Hi Pierre-Louis, again Cc Takashi-san
Takashi's feedback seems to hint at problems with this patch, so will wait for further instructions here if you want me to test. Thanks!
OK, I will post patch as "RFC". Because I can't test it.
I try to explain it here, not at RFC :)
I'm not 100% sure detail of SOF / topology, but in my understanding, topology want to add *extra* dai_link by using snd_soc_add_dai_link(). And it will be removed by snd_soc_romove_dai_link().
Before, this snd_soc_add/remove_dai_link() and/or its related functions are unbalanced. Now, these are balance-uping, and it finds the random operation issue.
topology will call snd_soc_remove_dai_link() via (A). In my understanding, currently, SOF and skylake are calling it.
static void soc_cleanup_card_resources(struct snd_soc_card *card) { struct snd_soc_dai_link *link, *_link;
/* This should be called before snd_card_free() */ (A) soc_remove_link_components(card);
/* free the ALSA card at first; this syncs with pending operations */ if (card->snd_card) { (B) snd_card_free(card->snd_card); card->snd_card = NULL; }
/* remove and free each DAI */ (X) soc_remove_link_dais(card);
for_each_card_links_safe(card, link, _link) (C) snd_soc_remove_dai_link(card, link);
... }
At (A), topology calls snd_soc_remove_dai_link(). Then topology rtd, and its related all data are freed.
Next, (B) is called, and then, pcm->private_free = soc_pcm_private_free() is called.
static void soc_pcm_private_free(struct snd_pcm *pcm) { struct snd_soc_pcm_runtime *rtd = pcm->private_data;
/* need to sync the delayed work before releasing resources */ flush_delayed_work(&rtd->delayed_work); snd_soc_pcm_component_free(pcm); }
Here, it gets rtd via pcm->private_data. But, topology related rtd are already freed at (A). Above both flush_delayed_work() and snd_soc_pcm_component_free() are using rtd via pcm->private_data. I guess, your kernel access to already freed memory, and get Oops.
Normal sound card is freeing rtd at (C), thus no damage.

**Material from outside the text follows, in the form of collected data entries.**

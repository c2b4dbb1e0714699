// Copyright (c) 2024-2026 Martin Schröder <info@swedishembedded.com>
//
// SPDX-License-Identifier: MIT
use std::time::Duration;

use async_trait::async_trait;
use serde::{Deserialize, Serialize};
use serde_json::Value;

/// Trait every browser-side tool implements.
#[async_trait]
pub trait Tool: Send + Sync {
    fn name(&self) -> &str;
    fn description(&self) -> &str;
    /// JSON Schema for the parameters object.
    fn parameters_schema(&self) -> Value;
    /// Whether this tool needs user approval before it runs.
    /// Default: no (read-only tools).
    fn requires_approval(&self) -> bool {
        false
    }
    /// Execute the tool.  Errors are translated to `TOOL_ERROR` responses
    /// by the registry; they never abort the task.
    async fn execute(&self, params: Value) -> anyhow::Result<Value>;
}

/// Description of a registered tool, for building the model-facing spec
/// list.  Mirrors the model crate's tool shape without depending on it.
#[derive(Debug, Clone, Serialize, Deserialize)]
pub struct ToolDefinition {
    pub name: String,
    pub description: String,
    pub parameters: Value,
    pub requires_approval: bool,
}

/// One tool invocation as dispatched by the turn manager.
#[derive(Debug, Clone)]
pub struct ToolExecutionRequest {
    pub tool_name: String,
    pub parameters: Value,
    pub session_id: String,
    pub turn_id: String,
    /// Per-call override; the registry default applies when `None`.
    pub timeout: Option<Duration>,
}

/// Stable error codes of the execution boundary.
#[derive(Debug, Clone, Copy, PartialEq, Eq, Serialize, Deserialize)]
#[serde(rename_all = "SCREAMING_SNAKE_CASE")]
pub enum ToolErrorCode {
    UnknownTool,
    InvalidParameters,
    Timeout,
    ToolError,
}

#[derive(Debug, Clone, Serialize, Deserialize)]
pub struct ToolError {
    pub code: ToolErrorCode,
    pub message: String,
    #[serde(skip_serializing_if = "Option::is_none")]
    pub details: Option<Value>,
}

/// Result of one tool execution.
///
/// Exactly one of `data` / `error` is set, matching `success`.  The
/// failure modes are data for the model, not exceptions: the turn
/// manager serializes this response into a `function_call_output` so the
/// model can observe and react to the failure.
#[derive(Debug, Clone, Serialize, Deserialize)]
pub struct ToolExecutionResponse {
    pub success: bool,
    #[serde(skip_serializing_if = "Option::is_none")]
    pub data: Option<Value>,
    #[serde(skip_serializing_if = "Option::is_none")]
    pub error: Option<ToolError>,
    /// Wall-clock execution time in milliseconds.
    pub duration_ms: u64,
    #[serde(skip_serializing_if = "Option::is_none")]
    pub metadata: Option<Value>,
}

impl ToolExecutionResponse {
    pub fn ok(data: Value, duration: Duration) -> Self {
        Self {
            success: true,
            data: Some(data),
            error: None,
            duration_ms: duration.as_millis() as u64,
            metadata: None,
        }
    }

    pub fn err(code: ToolErrorCode, message: impl Into<String>, duration: Duration) -> Self {
        Self {
            success: false,
            data: None,
            error: Some(ToolError { code, message: message.into(), details: None }),
            duration_ms: duration.as_millis() as u64,
            metadata: None,
        }
    }

    pub fn err_with_details(
        code: ToolErrorCode,
        message: impl Into<String>,
        details: Value,
        duration: Duration,
    ) -> Self {
        Self {
            success: false,
            data: None,
            error: Some(ToolError {
                code,
                message: message.into(),
                details: Some(details),
            }),
            duration_ms: duration.as_millis() as u64,
            metadata: None,
        }
    }
}

// ─── Unit tests ──────────────────────────────────────────────────────────────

These flush_delayed_work() and snd_soc_pcm_component_free() are rtd related data's finalization. If so, these should be called when rtd was freed, not sound card was freed. It is very natural and understandable, I think.
In other words, pcm->private_free = soc_pcm_private_free() is no longer needed.
But, here one other issue exist. If we do above idea, there is zero chance to call soc_remove_dai() to topology related dai at (X). Because (A) removes rtd from card too, and, (X) is based on card connected rtd.
This means, (X) need to be called before (C) (= for normal sound) and (A) (= for topology).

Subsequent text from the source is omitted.